### ACTIVITY
Which of the lines below hold the word "contains"? Pull each of them out.

** Opening DATASET CONTENT block **

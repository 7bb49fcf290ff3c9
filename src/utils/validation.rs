use validator::{Validate, ValidationErrors};

use crate::errors::FieldErrors;

/// Runs the derived validators and folds their messages into `errors`.
/// Fields that already carry an error keep only that one.
pub fn validate_payload<T: Validate>(payload: &T, errors: &mut FieldErrors) {
    if let Err(err) = payload.validate() {
        merge_validation_errors(&err, errors);
    }
}

fn merge_validation_errors(err: &ValidationErrors, errors: &mut FieldErrors) {
    let mut fields: Vec<_> = err.field_errors().into_iter().collect();
    fields.sort_by_key(|(field, _)| *field);

    for (field, field_errors) in fields {
        if errors.has(field) {
            continue;
        }
        for error in field_errors {
            let message = error
                .message
                .as_ref()
                .map(|m| m.to_string())
                .unwrap_or_else(|| format!("Invalid value ({}).", error.code));
            errors.add(field, message);
        }
    }
}
mod common;

use chrono::{Duration, TimeZone, Utc};
use common::{User, UserGroup, UserType, mysql};
use exprsql::{
    BinaryOp, Dialect, Entity, Expr, SqlBuilder, SqlBuilderCollection, SqlContext, Value, not,
};

#[test]
fn query_count() {
    let ctx = mysql();
    let query = SqlBuilder::<User>::count(&ctx)
        .unwrap()
        .select_count(User::ID)
        .unwrap()
        .filter(User::ID.gt(10))
        .unwrap();
    assert_eq!(
        query.command_text().unwrap(),
        "SELECT COUNT(Users.Id) FROM Users WHERE Users.Id > @Param1"
    );

    let query = SqlBuilder::<User>::count(&ctx)
        .unwrap()
        .filter(User::ID.gt(10))
        .unwrap();
    assert_eq!(
        query.command_text().unwrap(),
        "SELECT COUNT(*) FROM Users WHERE Users.Id > @Param1"
    );
}

#[test]
fn query_with_pagination() {
    let ctx = mysql();
    let query = SqlBuilder::<User>::select(&ctx)
        .unwrap()
        .order_by(User::ID)
        .unwrap()
        .take(10);
    assert_eq!(
        query.command_text().unwrap(),
        "SELECT Users.* FROM Users ORDER BY Users.Id LIMIT 10"
    );

    let query = query.skip(20);
    assert_eq!(
        query.command_text().unwrap(),
        "SELECT Users.* FROM Users ORDER BY Users.Id LIMIT 20, 10"
    );

    let query = SqlBuilder::<User>::select(&ctx)
        .unwrap()
        .select_fields(Expr::record([("Id", User::ID.expr()), ("Email", User::EMAIL.expr())]))
        .unwrap()
        .order_by(User::ID)
        .unwrap()
        .take(10);
    assert_eq!(
        query.command_text().unwrap(),
        "SELECT Users.Id, Users.Email FROM Users ORDER BY Users.Id LIMIT 10"
    );

    let cutoff = Utc.with_ymd_and_hms(2024, 1, 1, 0, 0, 0).unwrap() - Duration::days(50);
    let query = SqlBuilder::<User>::select(&ctx)
        .unwrap()
        .filter(User::MODIFIED_DATE.gt(cutoff))
        .unwrap()
        .order_by(User::ID)
        .unwrap()
        .take(10)
        .skip(1);
    assert_eq!(
        query.command_text().unwrap(),
        "SELECT Users.* FROM Users WHERE Users.ModifiedDate > @Param1 ORDER BY Users.Id LIMIT 1, 10"
    );
    assert_eq!(query.parameters().get("Param1"), Some(&Value::Timestamp(cutoff)));
}

#[test]
fn find_by_field_value() {
    let email = "user@domain1.com";
    let query = SqlBuilder::<User>::select(&mysql())
        .unwrap()
        .filter(User::EMAIL.eq(email))
        .unwrap();
    assert_eq!(
        query.command_text().unwrap(),
        "SELECT Users.* FROM Users WHERE Users.Email = @Param1"
    );
    assert_eq!(
        query.parameters().first(),
        Some(("Param1", &Value::from(email)))
    );
}

#[test]
fn find_single_by_field_value() {
    let query = SqlBuilder::<User>::select_single(&mysql())
        .unwrap()
        .filter(User::EMAIL.eq("user@domain1.com"))
        .unwrap();
    assert_eq!(
        query.command_text().unwrap(),
        "SELECT Users.* FROM Users WHERE Users.Email = @Param1 LIMIT 1"
    );
}

#[test]
fn find_by_field_value_like() {
    let query = SqlBuilder::<User>::select(&mysql())
        .unwrap()
        .filter(User::EMAIL.contains("domain.com"))
        .unwrap();
    assert_eq!(
        query.command_text().unwrap(),
        "SELECT Users.* FROM Users WHERE Users.Email LIKE @Param1"
    );
    assert_eq!(
        query.parameters().get("Param1"),
        Some(&Value::from("%domain.com%"))
    );
}

#[test]
fn order_by_field() {
    let ctx = mysql();
    let query = SqlBuilder::<User>::select(&ctx)
        .unwrap()
        .order_by(User::EMAIL)
        .unwrap();
    assert_eq!(
        query.command_text().unwrap(),
        "SELECT Users.* FROM Users ORDER BY Users.Email"
    );

    let query = SqlBuilder::<User>::select(&ctx)
        .unwrap()
        .order_by_desc(User::EMAIL)
        .unwrap();
    assert_eq!(
        query.command_text().unwrap(),
        "SELECT Users.* FROM Users ORDER BY Users.Email DESC"
    );
}

#[test]
fn where_enum_binds_discriminant() {
    let role = UserType::Developer;
    let query = SqlBuilder::<User>::select(&mysql())
        .unwrap()
        .filter(User::ROLE.eq(role))
        .unwrap();
    assert_eq!(
        query.command_text().unwrap(),
        "SELECT Users.* FROM Users WHERE Users.Role = @Param1"
    );
    assert_eq!(query.parameters().get("Param1"), Some(&Value::Int(3)));
}

#[test]
fn where_is_in() {
    let ctx = mysql();
    let expected = "SELECT Users.* FROM Users WHERE Users.Id IN (@Param1,@Param2,@Param3)";

    let query = SqlBuilder::<User>::select(&ctx)
        .unwrap()
        .filter_in(User::ID, vec![1, 2, 4])
        .unwrap();
    assert_eq!(query.command_text().unwrap(), expected);
    assert_eq!(query.parameters().len(), 3);

    let ids = [1_i64, 2, 4];
    let query = SqlBuilder::<User>::select(&ctx)
        .unwrap()
        .filter_in(User::ID, ids.iter().copied())
        .unwrap();
    assert_eq!(query.command_text().unwrap(), expected);

    let query = SqlBuilder::<User>::select(&ctx)
        .unwrap()
        .filter_not_in(User::ID, Vec::<i64>::new())
        .unwrap();
    assert_eq!(
        query.command_text().unwrap(),
        "SELECT Users.* FROM Users WHERE 1=1"
    );
}

#[test]
fn where_between() {
    let start = Utc.with_ymd_and_hms(2024, 5, 1, 0, 0, 0).unwrap();
    let query = SqlBuilder::<User>::select(&mysql())
        .unwrap()
        .filter(User::EMAIL.eq("Test"))
        .unwrap()
        .filter_between(User::MODIFIED_DATE, start, start + Duration::days(1))
        .unwrap();
    assert_eq!(
        query.command_text().unwrap(),
        "SELECT Users.* FROM Users WHERE Users.Email = @Param1 AND (Users.ModifiedDate BETWEEN @Param2 AND @Param3)"
    );
    assert_eq!(query.parameters().len(), 3);
}

#[test]
fn multiple_queries() {
    let mut batch = SqlBuilderCollection::new(&mysql());
    batch
        .select::<User>(|q| q.filter(User::ID.eq(2)))
        .unwrap()
        .select::<UserGroup>(|q| q.filter(UserGroup::ID.eq(5)))
        .unwrap();

    assert_eq!(
        batch.command_text().unwrap(),
        "SELECT Users.* FROM Users WHERE Users.Id = @Param1\r\nSELECT UserGroups.* FROM UserGroups WHERE UserGroups.Id = @Param2"
    );
    assert_eq!(batch.parameters().len(), 2);
}

#[test]
fn join_with_aliased_projection() {
    let query = SqlBuilder::<User>::select(&mysql())
        .unwrap()
        .filter(User::FIRST_NAME.contains("name"))
        .unwrap()
        .left_join::<UserGroup>(User::ID.eq_field(UserGroup::ID))
        .unwrap()
        .select_fields(Expr::record([
            ("Id", User::ID.expr()),
            ("Email", User::EMAIL.expr()),
            ("GroupName", UserGroup::NAME.expr()),
        ]))
        .unwrap();
    assert_eq!(
        query.command_text().unwrap(),
        "SELECT Users.Id, Users.Email, UserGroups.Name AS GroupName FROM Users LEFT JOIN UserGroups ON Users.Id = UserGroups.Id WHERE Users.FirstName LIKE @Param1"
    );
}

#[test]
fn where_raw_templates() {
    let ctx = mysql();
    let query = SqlBuilder::<User>::select(&ctx)
        .unwrap()
        .filter_raw("BIN_TO_UUID(@0) = @1", vec![User::UUID.into(), "123456789".into()])
        .unwrap();
    assert_eq!(
        query.command_text().unwrap(),
        "SELECT Users.* FROM Users WHERE BIN_TO_UUID(Users.Uuid) = @Param1"
    );
    assert_eq!(query.parameters().len(), 1);

    let query = SqlBuilder::<User>::select(&ctx)
        .unwrap()
        .filter_raw(
            "@0 = @1 OR @0 = @2 OR @0 = @3 OR @0 = @4",
            vec![User::UUID.into(), 1.into(), "2".into(), 3.into(), "4".into()],
        )
        .unwrap();
    assert_eq!(
        query.command_text().unwrap(),
        "SELECT Users.* FROM Users WHERE Users.Uuid = @Param1 OR Users.Uuid = @Param2 OR Users.Uuid = @Param3 OR Users.Uuid = @Param4"
    );
    assert_eq!(query.parameters().len(), 4);

    let err = SqlBuilder::<User>::select(&ctx)
        .unwrap()
        .filter_raw("@0 = @2", vec![User::UUID.into(), 1.into()])
        .unwrap_err();
    assert!(err.is_argument());
}

#[test]
fn or_and_negation() {
    let query = SqlBuilder::<User>::select(&mysql())
        .unwrap()
        .filter(not(User::EMAIL.is_null()) | User::ID.lt(5))
        .unwrap()
        .or_filter(User::ROLE.eq(UserType::Admin))
        .unwrap();
    assert_eq!(
        query.command_text().unwrap(),
        "SELECT Users.* FROM Users WHERE (NOT (Users.Email IS NULL) OR Users.Id < @Param1) OR Users.Role = @Param2"
    );
}

#[test]
fn sub_query_continues_numbering() {
    let query = SqlBuilder::<User>::select(&mysql())
        .unwrap()
        .filter(User::EMAIL.ends_with("@corp.com"))
        .unwrap()
        .filter_in_query::<UserGroup>(User::ID, |sub| {
            sub.select_fields(UserGroup::ID)?
                .filter(UserGroup::NAME.eq("admins"))
        })
        .unwrap();
    assert_eq!(
        query.command_text().unwrap(),
        "SELECT Users.* FROM Users WHERE Users.Email LIKE @Param1 AND Users.Id IN (SELECT UserGroups.Id FROM UserGroups WHERE UserGroups.Name = @Param2)"
    );
    assert_eq!(query.parameters().get("Param1"), Some(&Value::from("%@corp.com")));
    assert_eq!(query.current_param_index(), 2);
}

#[test]
fn group_by_having() {
    let query = SqlBuilder::<User>::select(&mysql())
        .unwrap()
        .select_fields(User::ROLE)
        .unwrap()
        .select_aggregate("COUNT", User::ID)
        .unwrap()
        .group_by(User::ROLE)
        .unwrap()
        .having("COUNT", User::ID, BinaryOp::GreaterThan, 10)
        .unwrap();
    assert_eq!(
        query.command_text().unwrap(),
        "SELECT Users.Role, COUNT(Users.Id) FROM Users GROUP BY Users.Role HAVING COUNT(Users.Id) > @Param1"
    );
}

#[test]
fn insert_update_delete() {
    let ctx = mysql();
    let query = SqlBuilder::<User>::insert(
        &ctx,
        Expr::record([
            ("email", Expr::constant("a@b.c")),
            ("first_name", Expr::constant("Ann")),
        ]),
    )
    .unwrap();
    assert_eq!(
        query.command_text().unwrap(),
        "INSERT INTO Users (Email, FirstName) VALUES (@Param1, @Param2)"
    );
    assert_eq!(query.insert_target().unwrap(), "Users");

    let query = query.output(User::ID).unwrap();
    assert_eq!(
        query.command_text().unwrap(),
        "INSERT INTO Users (Email, FirstName) VALUES (@Param1, @Param2); SELECT LAST_INSERT_ID()"
    );

    let query = SqlBuilder::<User>::update(
        &ctx,
        Expr::record([
            ("email", User::EMAIL.expr().invoke("Replace", vec!["old.com".into(), "new.com".into()])),
            ("first_name", Expr::constant("Bob")),
        ]),
    )
    .unwrap()
    .filter(User::ID.eq(7))
    .unwrap();
    assert_eq!(
        query.command_text().unwrap(),
        "UPDATE Users SET Email = REPLACE(Email, @Param1, @Param2), FirstName = @Param3 WHERE Users.Id = @Param4"
    );

    let query = SqlBuilder::<User>::delete(&ctx)
        .unwrap()
        .filter(User::ROLE.eq(UserType::Guest))
        .unwrap();
    assert_eq!(
        query.command_text().unwrap(),
        "DELETE FROM Users WHERE Users.Role = @Param1"
    );
    assert!(query.where_command_text().unwrap_err().is_invalid_operation());
}

#[test]
fn postgres_dialect() {
    let ctx = SqlContext::for_dialect(Dialect::Postgres);
    let query = SqlBuilder::<User>::select(&ctx)
        .unwrap()
        .filter(User::EMAIL.starts_with("adm") & User::ID.gte(3))
        .unwrap()
        .order_by(User::ID)
        .unwrap()
        .page(2, 10);
    assert_eq!(
        query.command_text().unwrap(),
        r#"SELECT "Users".* FROM "Users" WHERE ("Users"."Email" LIKE $1 AND "Users"."Id" >= $2) ORDER BY "Users"."Id" LIMIT 10 OFFSET 20"#
    );
    assert_eq!(query.parameters().get("Param1"), Some(&Value::from("adm%")));
}

#[test]
fn missing_adapter_is_a_configuration_error() {
    let err = SqlBuilder::<User>::select(&SqlContext::new()).unwrap_err();
    assert!(err.is_configuration());
}

#[test]
fn unsupported_shapes_are_rejected() {
    let ctx = mysql();
    let err = SqlBuilder::<User>::select(&ctx)
        .unwrap()
        .filter(User::param())
        .unwrap_err();
    assert!(err.is_unsupported());

    let err = SqlBuilder::<User>::select(&ctx)
        .unwrap()
        .filter(User::ID.expr().add(1).eq(3))
        .unwrap_err();
    assert!(err.is_unsupported());
}

#[test]
fn comparisons_chain_on_composed_expressions() {
    let ctx = mysql();
    let query = SqlBuilder::<User>::select(&ctx)
        .unwrap()
        .filter(User::ID.expr().convert().gte(5))
        .unwrap()
        .filter(Expr::constant(2).add(3).lt(User::ID))
        .unwrap();
    assert_eq!(
        query.command_text().unwrap(),
        "SELECT Users.* FROM Users WHERE Users.Id >= @Param1 AND Users.Id > @Param2"
    );
    assert_eq!(query.parameters().get("Param2"), Some(&Value::Int(5)));
}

** Closing DATASET CONTENT block **

### ANSWER
        .filter(User::EMAIL.contains("domain.com"))
        .filter(User::FIRST_NAME.contains("name"))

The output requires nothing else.